Nico si rivolta, si scuote, si chiude in difesa.

«Pensi che conti palle, che sia stato io a dargli la roba? Era meglio se non ti chiamavo.»

«Non ti sto accusando. Se vuoi me ne vado, ma non prendertela con me. Sarebbe meglio che…»

«Non darmi consigli, lo so che te ne freghi. Da ieri sera non sei più in servizio.»

«Insomma, ragazzo, mi hai detto di correre… mi ero appena alzato… sono qui perché mi hai cercato.»

«Ho perso la testa, va bene, ma la prima cosa che mi è venuta in mente è che tu forse conosci questo bastardo. Lavori qua dentro da anni. In pratica ci vivi.»

Tommaso scuote la testa.

«No, non so chi è. L’avrei detto. Potrei descriverti a occhi chiusi le persone che ho visto ogni giorno. Del parco so tutto. Conosco i nascondigli e i segreti, questo tizio non l’ho mai visto. Potrebbe essere qualcuno che entra dopo l’orario di chiusura. Sono tanti, ma io la notte dormo. Tu invece hai visto qualcosa, qualcuno, quando sei arrivato?»

Nico non risponde. I due tacciono sfidandosi in una battaglia di sguardi, di sospetto reciproco, mentre da lontano si sente l’urlo della sirena.

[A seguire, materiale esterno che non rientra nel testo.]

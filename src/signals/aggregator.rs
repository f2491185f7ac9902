// =============================================================================
// Signal aggregator — weighted consensus across indicator signals
// =============================================================================
//
// Scores a batch of signals by summing Buy and Sell strengths. The winning
// side must beat the other and clear 0.3 × batch-size to produce a
// directional consensus; anything weaker is a Hold. Consensus strength is
// min(1, score / batch-size) and the reason concatenates the contributing
// indicators' reasons.

use std::collections::HashMap;
use std::time::Duration;

use chrono::Utc;
use tokio::sync::mpsc;
use tracing::{debug, info};

use crate::signals::Signal;
use crate::types::Symbol;

/// Fraction of the batch size a side's score must exceed to win.
const MIN_SCORE_FRACTION: f64 = 0.3;

/// Combine a batch of indicator signals into one consensus signal.
///
/// An empty batch is a Hold.
pub fn aggregate(signals: &[Signal]) -> Signal {
    if signals.is_empty() {
        return Signal::hold(Utc::now().timestamp_millis());
    }

    let latest = signals
        .iter()
        .map(Signal::timestamp)
        .max()
        .unwrap_or_default();
    let n = signals.len() as f64;
    let threshold = MIN_SCORE_FRACTION * n;

    let buy_score: f64 = signals
        .iter()
        .filter(|s| s.is_buy())
        .map(Signal::strength)
        .sum();
    let sell_score: f64 = signals
        .iter()
        .filter(|s| s.is_sell())
        .map(Signal::strength)
        .sum();

    if buy_score > sell_score && buy_score > threshold {
        Signal::buy(buy_score / n, latest, join_reasons(signals, Signal::is_buy))
    } else if sell_score > buy_score && sell_score > threshold {
        Signal::sell(sell_score / n, latest, join_reasons(signals, Signal::is_sell))
    } else {
        Signal::hold(latest)
    }
}

fn join_reasons(signals: &[Signal], side: impl Fn(&Signal) -> bool) -> String {
    signals
        .iter()
        .filter(|s| side(s))
        .filter_map(Signal::reason)
        .collect::<Vec<_>>()
        .join("; ")
}

/// Aggregation-task body: collect per-symbol signal batches and emit a
/// consensus every `cadence`. Ends when every signal sender is gone; any
/// remaining batch is flushed on the way out.
pub async fn run_signal_aggregation(
    mut signals: mpsc::Receiver<(Symbol, Signal)>,
    cadence: Duration,
) {
    let mut pending: HashMap<Symbol, Vec<Signal>> = HashMap::new();
    let mut ticker = tokio::time::interval(cadence);
    ticker.set_missed_tick_behavior(tokio::time::MissedTickBehavior::Skip);

    loop {
        tokio::select! {
            maybe = signals.recv() => match maybe {
                Some((symbol, signal)) => pending.entry(symbol).or_default().push(signal),
                None => break,
            },
            _ = ticker.tick() => flush(&mut pending),
        }
    }
    flush(&mut pending);
    debug!("signal aggregation ended");
}

fn flush(pending: &mut HashMap<Symbol, Vec<Signal>>) {
    for (symbol, batch) in pending.drain() {
        let consensus = aggregate(&batch);
        match &consensus {
            Signal::Hold { .. } => {
                debug!(symbol = %symbol, signals = batch.len(), "consensus HOLD")
            }
            directional => info!(
                symbol = %symbol,
                consensus = %directional,
                reason = directional.reason().unwrap_or_default(),
                "signal consensus"
            ),
        }
    }
}
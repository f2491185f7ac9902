// =============================================================================
// Market data providers
// =============================================================================
//
// The provider abstraction: authenticate against an external market-data
// venue, then subscribe to a set of symbols and receive an unbounded lazy
// stream of validated trades. The stream is finite only on terminal transport
// error or scope close, and is not restartable — reopening requires a fresh
// subscribe. Reconnection policy belongs to the caller; none is built in.

pub mod finnhub;
pub mod polygon;

use std::pin::Pin;

use async_trait::async_trait;
use futures_util::Stream;
use tokio_tungstenite::tungstenite;

use crate::error::ProviderError;
use crate::types::{Symbol, TradeRecord};

pub use finnhub::FinnhubProvider;
pub use polygon::PolygonProvider;

/// Unbounded lazy sequence of validated trades.
pub type TradeStream = Pin<Box<dyn Stream<Item = TradeRecord> + Send>>;

/// WebSocket transport shared by the provider implementations.
pub(crate) type WsStream =
    tokio_tungstenite::WebSocketStream<tokio_tungstenite::MaybeTlsStream<tokio::net::TcpStream>>;

/// A source of real-time trades.
#[async_trait]
pub trait MarketDataProvider: Send {
    /// Establish and authenticate the connection.
    ///
    /// Fails with [`ProviderError::Unauthenticated`] (non-retryable) when the
    /// venue rejects the credentials, or [`ProviderError::ConnectFailed`]
    /// (retryable) on transport problems.
    async fn authenticate(&mut self) -> Result<(), ProviderError>;

    /// Subscribe to `symbols` and return the live trade stream.
    ///
    /// Transport errors surface as end-of-stream, never as stream items.
    async fn subscribe(&mut self, symbols: &[Symbol]) -> Result<TradeStream, ProviderError>;
}

/// Map a WebSocket connect failure onto the provider error taxonomy: an HTTP
/// 401/403 during the upgrade is an authentication rejection, anything else
/// is a (retryable) connect failure.
pub(crate) fn classify_connect_error(err: tungstenite::Error) -> ProviderError {
    match err {
        tungstenite::Error::Http(response)
            if response.status() == tungstenite::http::StatusCode::UNAUTHORIZED
                || response.status() == tungstenite::http::StatusCode::FORBIDDEN =>
        {
            ProviderError::Unauthenticated(format!("handshake rejected: {}", response.status()))
        }
        other => ProviderError::ConnectFailed(other.to_string()),
    }
}
// =============================================================================
// Window policies — retention of the rolling price-point ring
// =============================================================================
//
// Three policies govern how many price points the statistics engine keeps:
//   EventBased(N)  — last N points.
//   TimeBased(D)   — points no older than D milliseconds before the newest
//                    update.
//   Hybrid(N, D)   — time filter first, then tail-truncate to N.
//
// Construction goes through the validated constructors so a `WindowConfig`
// held anywhere downstream satisfies size > 0 and duration > 0.

use std::collections::VecDeque;

use serde::{Deserialize, Serialize};

use crate::error::InvalidWindowConfig;
use crate::stats::rolling::PricePoint;

/// Retention policy for the rolling statistics ring.
#[derive(Debug, Clone, Copy, PartialEq, Eq, Serialize, Deserialize)]
#[serde(tag = "kind", rename_all = "snake_case")]
pub enum WindowConfig {
    EventBased { size: usize },
    TimeBased { duration_ms: i64 },
    Hybrid { size: usize, duration_ms: i64 },
}

impl WindowConfig {
    /// Keep the last `size` points.
    pub fn event_based(size: usize) -> Result<Self, InvalidWindowConfig> {
        if size == 0 {
            return Err(InvalidWindowConfig::ZeroSize);
        }
        Ok(Self::EventBased { size })
    }

    /// Keep points no older than `duration_ms` before the newest update.
    pub fn time_based(duration_ms: i64) -> Result<Self, InvalidWindowConfig> {
        if duration_ms <= 0 {
            return Err(InvalidWindowConfig::NonPositiveDuration(duration_ms));
        }
        Ok(Self::TimeBased { duration_ms })
    }

    /// Time filter first, then tail-truncate to `size`.
    pub fn hybrid(size: usize, duration_ms: i64) -> Result<Self, InvalidWindowConfig> {
        if size == 0 {
            return Err(InvalidWindowConfig::ZeroSize);
        }
        if duration_ms <= 0 {
            return Err(InvalidWindowConfig::NonPositiveDuration(duration_ms));
        }
        Ok(Self::Hybrid { size, duration_ms })
    }

    /// Apply the retention policy in place. `now_ms` is the timestamp of the
    /// update that just landed (the ring's newest point).
    pub(crate) fn retain(&self, ring: &mut VecDeque<PricePoint>, now_ms: i64) {
        match *self {
            Self::EventBased { size } => Self::truncate_front(ring, size),
            Self::TimeBased { duration_ms } => Self::drop_stale(ring, now_ms - duration_ms),
            Self::Hybrid { size, duration_ms } => {
                Self::drop_stale(ring, now_ms - duration_ms);
                Self::truncate_front(ring, size);
            }
        }
    }

    /// Drop from the front until at most `size` points remain.
    fn truncate_front(ring: &mut VecDeque<PricePoint>, size: usize) {
        while ring.len() > size {
            ring.pop_front();
        }
    }

    /// Drop leading points strictly older than `cutoff_ms`. The ring is in
    /// append order, so a single front scan suffices.
    fn drop_stale(ring: &mut VecDeque<PricePoint>, cutoff_ms: i64) {
        while ring.front().is_some_and(|p| p.timestamp < cutoff_ms) {
            ring.pop_front();
        }
    }
}

// =============================================================================
// Unit Tests
// =============================================================================
#[cfg(test)]
mod tests {
    use super::*;

    fn ring_of(points: &[(f64, i64)]) -> VecDeque<PricePoint> {
        points
            .iter()
            .map(|&(price, timestamp)| PricePoint {
                price,
                volume: 1.0,
                timestamp,
            })
            .collect()
    }

    fn prices(ring: &VecDeque<PricePoint>) -> Vec<f64> {
        ring.iter().map(|p| p.price).collect()
    }

    // ---- constructors ----------------------------------------------------

    #[test]
    fn event_based_rejects_zero_size() {
        assert_eq!(
            WindowConfig::event_based(0),
            Err(InvalidWindowConfig::ZeroSize)
        );
    }

    #[test]
    fn time_based_rejects_non_positive_duration() {
        assert_eq!(
            WindowConfig::time_based(0),
            Err(InvalidWindowConfig::NonPositiveDuration(0))
        );
        assert_eq!(
            WindowConfig::time_based(-5),
            Err(InvalidWindowConfig::NonPositiveDuration(-5))
        );
    }

    #[test]
    fn hybrid_validates_both_bounds() {
        assert!(WindowConfig::hybrid(0, 1_000).is_err());
        assert!(WindowConfig::hybrid(3, 0).is_err());
        assert!(WindowConfig::hybrid(3, 1_000).is_ok());
    }

    // ---- retention -------------------------------------------------------

    #[test]
    fn event_based_drops_oldest_first() {
        let window = WindowConfig::event_based(3).unwrap();
        let mut ring = ring_of(&[(100.0, 0), (110.0, 1_000), (120.0, 2_000), (130.0, 3_000)]);
        window.retain(&mut ring, 3_000);
        assert_eq!(prices(&ring), vec![110.0, 120.0, 130.0]);
    }

    #[test]
    fn time_based_drops_points_outside_duration() {
        let window = WindowConfig::time_based(5_000).unwrap();
        let mut ring = ring_of(&[(100.0, 0), (110.0, 2_000), (120.0, 6_000)]);
        window.retain(&mut ring, 6_000);
        assert_eq!(prices(&ring), vec![110.0, 120.0]);
    }

    #[test]
    fn time_based_keeps_point_exactly_at_cutoff() {
        let window = WindowConfig::time_based(5_000).unwrap();
        let mut ring = ring_of(&[(100.0, 1_000), (110.0, 6_000)]);
        window.retain(&mut ring, 6_000);
        // 1_000 == 6_000 - 5_000: at the cutoff, retained.
        assert_eq!(prices(&ring), vec![100.0, 110.0]);
    }

    #[test]
    fn hybrid_applies_time_filter_then_count() {
        let window = WindowConfig::hybrid(2, 10_000).unwrap();
        let mut ring = ring_of(&[
            (100.0, 0),
            (110.0, 5_000),
            (120.0, 8_000),
            (130.0, 12_000),
        ]);
        window.retain(&mut ring, 12_000);
        // Time filter keeps 5_000/8_000/12_000; count bound keeps the last 2.
        assert_eq!(prices(&ring), vec![120.0, 130.0]);
    }
}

Nico va incontro all’Alfa della Polizia che frena slittando e blocca l’entrata del parco. Al seguito c’è l’ambulanza. Tommaso rimane dov’è, segue da spettatore la scena. Dall’auto scendono due agenti. Uno resta in piedi di fianco al cancello, l’altro raggiunge il medico già chino sul morto. L’ambulanza riparte. Il poliziotto rimane e controlla la zona. Si infila un paio di guanti, fotografa dettagli, raccoglie frammenti, li imbusta uno per uno. Quando ha finito isola lo spazio della panchina con paletti e un nastro di plastica rosso e bianco.

Nico e l’altro agente raggiungono Tommaso.

«Il signor Russo afferma che lei è testimone del ritrovamento. Ha dichiarato che potrebbe conoscere il morto. Favorisca le sue generalità.»